Assignment: Pick out each line below containing "Regular".

Entries supplied:
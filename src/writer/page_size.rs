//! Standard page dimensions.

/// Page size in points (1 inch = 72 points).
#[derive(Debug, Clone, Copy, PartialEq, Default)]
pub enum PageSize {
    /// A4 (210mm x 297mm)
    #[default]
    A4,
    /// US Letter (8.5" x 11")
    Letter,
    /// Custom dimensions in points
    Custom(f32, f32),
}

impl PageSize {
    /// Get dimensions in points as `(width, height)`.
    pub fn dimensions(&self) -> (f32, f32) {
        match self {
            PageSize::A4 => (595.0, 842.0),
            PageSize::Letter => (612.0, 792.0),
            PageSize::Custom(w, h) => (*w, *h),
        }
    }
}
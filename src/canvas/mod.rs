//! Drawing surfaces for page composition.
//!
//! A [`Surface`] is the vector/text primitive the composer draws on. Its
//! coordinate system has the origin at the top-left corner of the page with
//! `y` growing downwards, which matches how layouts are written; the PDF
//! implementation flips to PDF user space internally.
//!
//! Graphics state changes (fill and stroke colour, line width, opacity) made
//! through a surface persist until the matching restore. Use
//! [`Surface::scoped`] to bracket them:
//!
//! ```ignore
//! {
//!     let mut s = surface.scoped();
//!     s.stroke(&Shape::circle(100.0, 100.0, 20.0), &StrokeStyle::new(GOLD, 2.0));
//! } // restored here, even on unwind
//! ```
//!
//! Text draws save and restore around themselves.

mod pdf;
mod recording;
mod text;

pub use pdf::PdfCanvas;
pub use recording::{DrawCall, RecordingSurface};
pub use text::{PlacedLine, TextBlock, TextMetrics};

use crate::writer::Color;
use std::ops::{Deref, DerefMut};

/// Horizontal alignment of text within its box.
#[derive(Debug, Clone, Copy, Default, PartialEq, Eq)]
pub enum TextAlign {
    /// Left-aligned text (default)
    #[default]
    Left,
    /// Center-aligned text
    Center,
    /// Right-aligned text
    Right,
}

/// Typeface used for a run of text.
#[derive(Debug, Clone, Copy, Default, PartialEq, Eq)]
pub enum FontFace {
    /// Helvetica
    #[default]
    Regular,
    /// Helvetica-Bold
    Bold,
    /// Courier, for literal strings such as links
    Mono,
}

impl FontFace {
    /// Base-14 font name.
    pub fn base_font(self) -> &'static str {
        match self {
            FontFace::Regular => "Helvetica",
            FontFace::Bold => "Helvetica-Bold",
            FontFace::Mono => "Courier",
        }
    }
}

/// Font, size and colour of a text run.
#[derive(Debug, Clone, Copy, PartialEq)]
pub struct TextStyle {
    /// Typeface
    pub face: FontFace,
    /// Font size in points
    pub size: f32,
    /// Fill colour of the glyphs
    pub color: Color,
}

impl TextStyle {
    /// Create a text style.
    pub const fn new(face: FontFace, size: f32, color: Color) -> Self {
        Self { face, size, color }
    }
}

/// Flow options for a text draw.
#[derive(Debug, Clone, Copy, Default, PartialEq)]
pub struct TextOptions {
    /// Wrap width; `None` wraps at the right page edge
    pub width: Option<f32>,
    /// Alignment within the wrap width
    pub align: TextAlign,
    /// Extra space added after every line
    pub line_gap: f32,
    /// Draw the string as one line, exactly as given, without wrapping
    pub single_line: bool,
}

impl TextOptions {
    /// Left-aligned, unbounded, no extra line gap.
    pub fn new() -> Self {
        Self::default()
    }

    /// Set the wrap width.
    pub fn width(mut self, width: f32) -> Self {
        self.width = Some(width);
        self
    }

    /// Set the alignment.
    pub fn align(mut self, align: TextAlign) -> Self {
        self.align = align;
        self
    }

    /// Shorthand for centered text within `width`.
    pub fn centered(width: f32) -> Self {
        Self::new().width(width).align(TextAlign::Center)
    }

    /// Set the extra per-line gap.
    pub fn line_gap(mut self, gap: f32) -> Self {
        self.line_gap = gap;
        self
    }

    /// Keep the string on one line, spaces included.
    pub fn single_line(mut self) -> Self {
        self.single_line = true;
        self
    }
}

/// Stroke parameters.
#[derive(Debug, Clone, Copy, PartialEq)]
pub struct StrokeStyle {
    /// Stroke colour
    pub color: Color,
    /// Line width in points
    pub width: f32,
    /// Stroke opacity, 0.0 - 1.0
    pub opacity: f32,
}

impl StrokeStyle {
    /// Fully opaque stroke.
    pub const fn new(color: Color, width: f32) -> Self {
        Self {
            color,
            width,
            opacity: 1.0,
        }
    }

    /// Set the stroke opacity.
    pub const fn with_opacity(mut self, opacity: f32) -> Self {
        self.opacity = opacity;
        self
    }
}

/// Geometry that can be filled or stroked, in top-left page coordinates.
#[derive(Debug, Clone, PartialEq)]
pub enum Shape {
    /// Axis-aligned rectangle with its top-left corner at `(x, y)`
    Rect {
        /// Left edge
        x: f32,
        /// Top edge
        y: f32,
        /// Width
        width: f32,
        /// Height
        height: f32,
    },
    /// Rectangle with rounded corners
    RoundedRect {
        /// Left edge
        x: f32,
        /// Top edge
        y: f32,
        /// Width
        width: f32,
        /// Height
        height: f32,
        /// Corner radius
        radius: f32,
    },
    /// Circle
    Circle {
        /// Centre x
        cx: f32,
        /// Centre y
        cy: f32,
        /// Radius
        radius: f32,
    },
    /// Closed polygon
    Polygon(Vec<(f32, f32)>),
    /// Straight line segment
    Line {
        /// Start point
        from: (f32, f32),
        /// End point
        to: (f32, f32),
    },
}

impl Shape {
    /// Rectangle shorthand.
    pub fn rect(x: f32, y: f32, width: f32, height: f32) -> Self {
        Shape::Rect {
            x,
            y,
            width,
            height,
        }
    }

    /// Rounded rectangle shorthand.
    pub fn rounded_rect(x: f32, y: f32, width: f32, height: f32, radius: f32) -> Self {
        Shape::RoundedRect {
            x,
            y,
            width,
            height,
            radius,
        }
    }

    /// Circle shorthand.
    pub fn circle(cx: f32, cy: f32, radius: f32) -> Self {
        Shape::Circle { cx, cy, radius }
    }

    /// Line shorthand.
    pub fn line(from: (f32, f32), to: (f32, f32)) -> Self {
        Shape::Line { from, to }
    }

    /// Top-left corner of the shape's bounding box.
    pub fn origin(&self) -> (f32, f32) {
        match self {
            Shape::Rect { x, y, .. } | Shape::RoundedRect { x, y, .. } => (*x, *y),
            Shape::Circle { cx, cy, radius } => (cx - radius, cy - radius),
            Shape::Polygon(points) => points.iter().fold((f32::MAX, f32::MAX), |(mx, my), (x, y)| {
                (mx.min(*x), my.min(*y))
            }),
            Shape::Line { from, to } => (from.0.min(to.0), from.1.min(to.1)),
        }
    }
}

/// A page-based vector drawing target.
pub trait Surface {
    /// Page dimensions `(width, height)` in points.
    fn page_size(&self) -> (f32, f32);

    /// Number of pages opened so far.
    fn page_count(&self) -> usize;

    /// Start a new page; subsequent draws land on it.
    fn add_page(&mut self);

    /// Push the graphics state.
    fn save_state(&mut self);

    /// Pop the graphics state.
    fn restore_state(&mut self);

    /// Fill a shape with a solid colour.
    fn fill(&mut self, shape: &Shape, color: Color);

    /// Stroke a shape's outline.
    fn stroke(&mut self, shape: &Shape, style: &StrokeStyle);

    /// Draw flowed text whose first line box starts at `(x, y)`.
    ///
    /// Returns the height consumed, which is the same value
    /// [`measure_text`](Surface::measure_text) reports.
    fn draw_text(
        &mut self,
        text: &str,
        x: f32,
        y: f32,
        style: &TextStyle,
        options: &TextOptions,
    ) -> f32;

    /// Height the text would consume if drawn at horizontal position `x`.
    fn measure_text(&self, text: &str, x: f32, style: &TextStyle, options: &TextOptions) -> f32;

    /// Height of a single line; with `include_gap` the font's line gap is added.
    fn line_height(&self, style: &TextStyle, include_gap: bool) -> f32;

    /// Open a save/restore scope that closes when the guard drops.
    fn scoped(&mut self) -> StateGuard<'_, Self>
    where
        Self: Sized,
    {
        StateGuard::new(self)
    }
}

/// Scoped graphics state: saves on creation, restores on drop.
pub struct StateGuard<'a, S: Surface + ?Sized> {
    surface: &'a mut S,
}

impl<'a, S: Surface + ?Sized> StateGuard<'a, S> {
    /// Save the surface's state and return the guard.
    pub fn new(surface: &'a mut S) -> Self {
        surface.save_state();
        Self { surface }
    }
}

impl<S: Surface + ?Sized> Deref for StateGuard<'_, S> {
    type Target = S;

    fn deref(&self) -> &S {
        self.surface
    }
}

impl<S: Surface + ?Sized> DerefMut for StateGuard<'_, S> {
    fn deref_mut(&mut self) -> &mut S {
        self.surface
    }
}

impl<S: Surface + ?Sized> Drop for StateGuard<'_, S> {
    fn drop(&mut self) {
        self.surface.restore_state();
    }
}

Exercise answer:
    Regular,
            FontFace::Regular => "Helvetica",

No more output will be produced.